WORK ORDER => Word for word, retype every line of the data.

DATA UNDER STUDY =>
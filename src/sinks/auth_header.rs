use std::sync::Arc;

use http::{HeaderName, HeaderValue};
use reqwest::RequestBuilder;

use crate::cache::token_cache::TokenCache;
use crate::sources::{FetchError, FetchToken};
use crate::utils::constants::DEFAULT_HEADER_NAME;

/// Attaches `<header>: Bearer <token>` to outgoing requests.
pub struct AuthHeader<F: FetchToken> {
    cache: Arc<TokenCache<F>>,
    header_name: HeaderName,
}

impl<F: FetchToken> Clone for AuthHeader<F> {
    fn clone(&self) -> Self {
        Self {
            cache: self.cache.clone(),
            header_name: self.header_name.clone(),
        }
    }
}

impl<F: FetchToken> AuthHeader<F> {
    /// A missing or blank name falls back to `Secured-Authorization`.
    pub fn new(
        cache: Arc<TokenCache<F>>,
        header_name: Option<&str>,
    ) -> Result<Self, http::header::InvalidHeaderName> {
        let name = header_name
            .map(str::trim)
            .filter(|h| !h.is_empty())
            .unwrap_or(DEFAULT_HEADER_NAME);
        let header_name = HeaderName::from_bytes(name.as_bytes())?;
        Ok(Self { cache, header_name })
    }

    pub fn header_name(&self) -> &HeaderName {
        &self.header_name
    }

    pub fn cache(&self) -> &Arc<TokenCache<F>> {
        &self.cache
    }

    pub async fn header_value(&self) -> Result<HeaderValue, FetchError> {
        let token = self.cache.current_token().await?;
        let mut value = HeaderValue::from_str(&format!("Bearer {token}"))
            .map_err(|e| FetchError::Malformed(format!("token is not a valid header value: {e}")))?;
        value.set_sensitive(true);
        Ok(value)
    }

    pub async fn add(&self, builder: RequestBuilder) -> Result<RequestBuilder, FetchError> {
        let value = self.header_value().await?;
        Ok(builder.header(self.header_name.clone(), value))
    }
}
use std::{env, fs};

use anyhow::{anyhow, Context, Result};
use serde::Deserialize;

use crate::config::settings::{RetryConfig, SettingsConfig};
use crate::issuer::service::ScopePolicy;

/// ================================
/// Full service configuration
/// ================================
#[derive(Debug, Deserialize, Clone)]
pub struct ServiceConfig {
    #[serde(default)]
    pub settings: SettingsConfig,
    /// Token-consuming side.
    pub client: Option<ClientConfig>,
    /// Token-issuing side.
    pub issuer: Option<IssuerConfig>,
}

/// Value read from the config literally, from the environment or from a file.
#[derive(Debug, Deserialize, Clone, PartialEq, Eq)]
#[serde(untagged)]
pub enum GenericSourceValue {
    Literal { value: String },
    FromEnv { from_env: String },
    FromFile { from_file: String },
}

impl GenericSourceValue {
    pub fn resolve(&self) -> Result<String> {
        match self {
            GenericSourceValue::Literal { value } => Ok(value.to_owned()),
            GenericSourceValue::FromEnv { from_env } => env::var(from_env)
                .map_err(|err| anyhow!("environment variable '{}': {}", from_env, err)),
            GenericSourceValue::FromFile { from_file } => fs::read_to_string(from_file)
                .map(|res| res.trim().to_string())
                .with_context(|| format!("failed to read '{}'", from_file)),
        }
    }
}

/// ================================
/// Client
/// ================================
#[derive(Debug, Deserialize, Clone)]
pub struct ClientConfig {
    pub token_url: String,
    pub client_id: GenericSourceValue,
    pub client_secret: GenericSourceValue,
    #[serde(default)]
    pub scopes: Vec<String>,
    pub header_name: Option<String>,
    pub skew_seconds: Option<u64>,
    pub refresh_interval_seconds: Option<u64>,
    pub request_timeout_ms: Option<u64>,
    pub retry: Option<RetryConfig>,
    /// Passive HTTP sink serving the managed header.
    pub sink: Option<ClientSinkConfig>,
}

#[derive(Debug, Deserialize, Clone)]
pub struct ClientSinkConfig {
    pub path: String,
}

/// ================================
/// Issuer
/// ================================
#[derive(Debug, Deserialize, Clone)]
pub struct IssuerConfig {
    pub issuer: String,
    pub audience: String,
    pub token_ttl_seconds: u64,
    pub token_path: Option<String>,
    #[serde(default)]
    pub scope_policy: ScopePolicy,
    pub key_id: Option<String>,
    pub keys: KeysConfig,
    #[serde(default)]
    pub clients: Vec<ClientEntryConfig>,
}

#[derive(Debug, Deserialize, Clone)]
#[serde(tag = "type", rename_all = "lowercase")]
pub enum KeysConfig {
    /// PEM-encoded RSA key pair.
    Pem {
        public_pem: GenericSourceValue,
        private_pem: GenericSourceValue,
    },
    /// Generated at startup, lost on restart.
    Ephemeral { bits: Option<usize> },
}

#[derive(Debug, Deserialize, Clone)]
pub struct ClientEntryConfig {
    pub id: String,
    pub secret: GenericSourceValue,
    #[serde(default)]
    pub scopes: Vec<String>,
}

EXERCISE SOLUTION =>
filename src/sinks/auth_header.rs
use std::sync::Arc;

use http::{HeaderName, HeaderValue};
use reqwest::RequestBuilder;

use crate::cache::token_cache::TokenCache;
use crate::sources::{FetchError, FetchToken};
use crate::utils::constants::DEFAULT_HEADER_NAME;

/// Attaches `<header>: Bearer <token>` to outgoing requests.
pub struct AuthHeader<F: FetchToken> {
    cache: Arc<TokenCache<F>>,
    header_name: HeaderName,
}

impl<F: FetchToken> Clone for AuthHeader<F> {
    fn clone(&self) -> Self {
        Self {
            cache: self.cache.clone(),
            header_name: self.header_name.clone(),
        }
    }
}

impl<F: FetchToken> AuthHeader<F> {
    /// A missing or blank name falls back to `Secured-Authorization`.
    pub fn new(
        cache: Arc<TokenCache<F>>,
        header_name: Option<&str>,
    ) -> Result<Self, http::header::InvalidHeaderName> {
        let name = header_name
            .map(str::trim)
            .filter(|h| !h.is_empty())
            .unwrap_or(DEFAULT_HEADER_NAME);
        let header_name = HeaderName::from_bytes(name.as_bytes())?;
        Ok(Self { cache, header_name })
    }

    pub fn header_name(&self) -> &HeaderName {
        &self.header_name
    }

    pub fn cache(&self) -> &Arc<TokenCache<F>> {
        &self.cache
    }

    pub async fn header_value(&self) -> Result<HeaderValue, FetchError> {
        let token = self.cache.current_token().await?;
        let mut value = HeaderValue::from_str(&format!("Bearer {token}"))
            .map_err(|e| FetchError::Malformed(format!("token is not a valid header value: {e}")))?;
        value.set_sensitive(true);
        Ok(value)
    }

    pub async fn add(&self, builder: RequestBuilder) -> Result<RequestBuilder, FetchError> {
        let value = self.header_value().await?;
        Ok(builder.header(self.header_name.clone(), value))
    }
}
use std::{env, fs};

use anyhow::{anyhow, Context, Result};
use serde::Deserialize;

use crate::config::settings::{RetryConfig, SettingsConfig};
use crate::issuer::service::ScopePolicy;

/// ================================
/// Full service configuration
/// ================================
#[derive(Debug, Deserialize, Clone)]
pub struct ServiceConfig {
    #[serde(default)]
    pub settings: SettingsConfig,
    /// Token-consuming side.
    pub client: Option<ClientConfig>,
    /// Token-issuing side.
    pub issuer: Option<IssuerConfig>,
}

/// Value read from the config literally, from the environment or from a file.
#[derive(Debug, Deserialize, Clone, PartialEq, Eq)]
#[serde(untagged)]
pub enum GenericSourceValue {
    Literal { value: String },
    FromEnv { from_env: String },
    FromFile { from_file: String },
}

impl GenericSourceValue {
    pub fn resolve(&self) -> Result<String> {
        match self {
            GenericSourceValue::Literal { value } => Ok(value.to_owned()),
            GenericSourceValue::FromEnv { from_env } => env::var(from_env)
                .map_err(|err| anyhow!("environment variable '{}': {}", from_env, err)),
            GenericSourceValue::FromFile { from_file } => fs::read_to_string(from_file)
                .map(|res| res.trim().to_string())
                .with_context(|| format!("failed to read '{}'", from_file)),
        }
    }
}

/// ================================
/// Client
/// ================================
#[derive(Debug, Deserialize, Clone)]
pub struct ClientConfig {
    pub token_url: String,
    pub client_id: GenericSourceValue,
    pub client_secret: GenericSourceValue,
    #[serde(default)]
    pub scopes: Vec<String>,
    pub header_name: Option<String>,
    pub skew_seconds: Option<u64>,
    pub refresh_interval_seconds: Option<u64>,
    pub request_timeout_ms: Option<u64>,
    pub retry: Option<RetryConfig>,
    /// Passive HTTP sink serving the managed header.
    pub sink: Option<ClientSinkConfig>,
}

#[derive(Debug, Deserialize, Clone)]
pub struct ClientSinkConfig {
    pub path: String,
}

/// ================================
/// Issuer
/// ================================
#[derive(Debug, Deserialize, Clone)]
pub struct IssuerConfig {
    pub issuer: String,
    pub audience: String,
    pub token_ttl_seconds: u64,
    pub token_path: Option<String>,
    #[serde(default)]
    pub scope_policy: ScopePolicy,
    pub key_id: Option<String>,
    pub keys: KeysConfig,
    #[serde(default)]
    pub clients: Vec<ClientEntryConfig>,
}

#[derive(Debug, Deserialize, Clone)]
#[serde(tag = "type", rename_all = "lowercase")]
pub enum KeysConfig {
    /// PEM-encoded RSA key pair.
    Pem {
        public_pem: GenericSourceValue,
        private_pem: GenericSourceValue,
    },
    /// Generated at startup, lost on restart.
    Ephemeral { bits: Option<usize> },
}

#[derive(Debug, Deserialize, Clone)]
pub struct ClientEntryConfig {
    pub id: String,
    pub secret: GenericSourceValue,
    #[serde(default)]
    pub scopes: Vec<String>,
}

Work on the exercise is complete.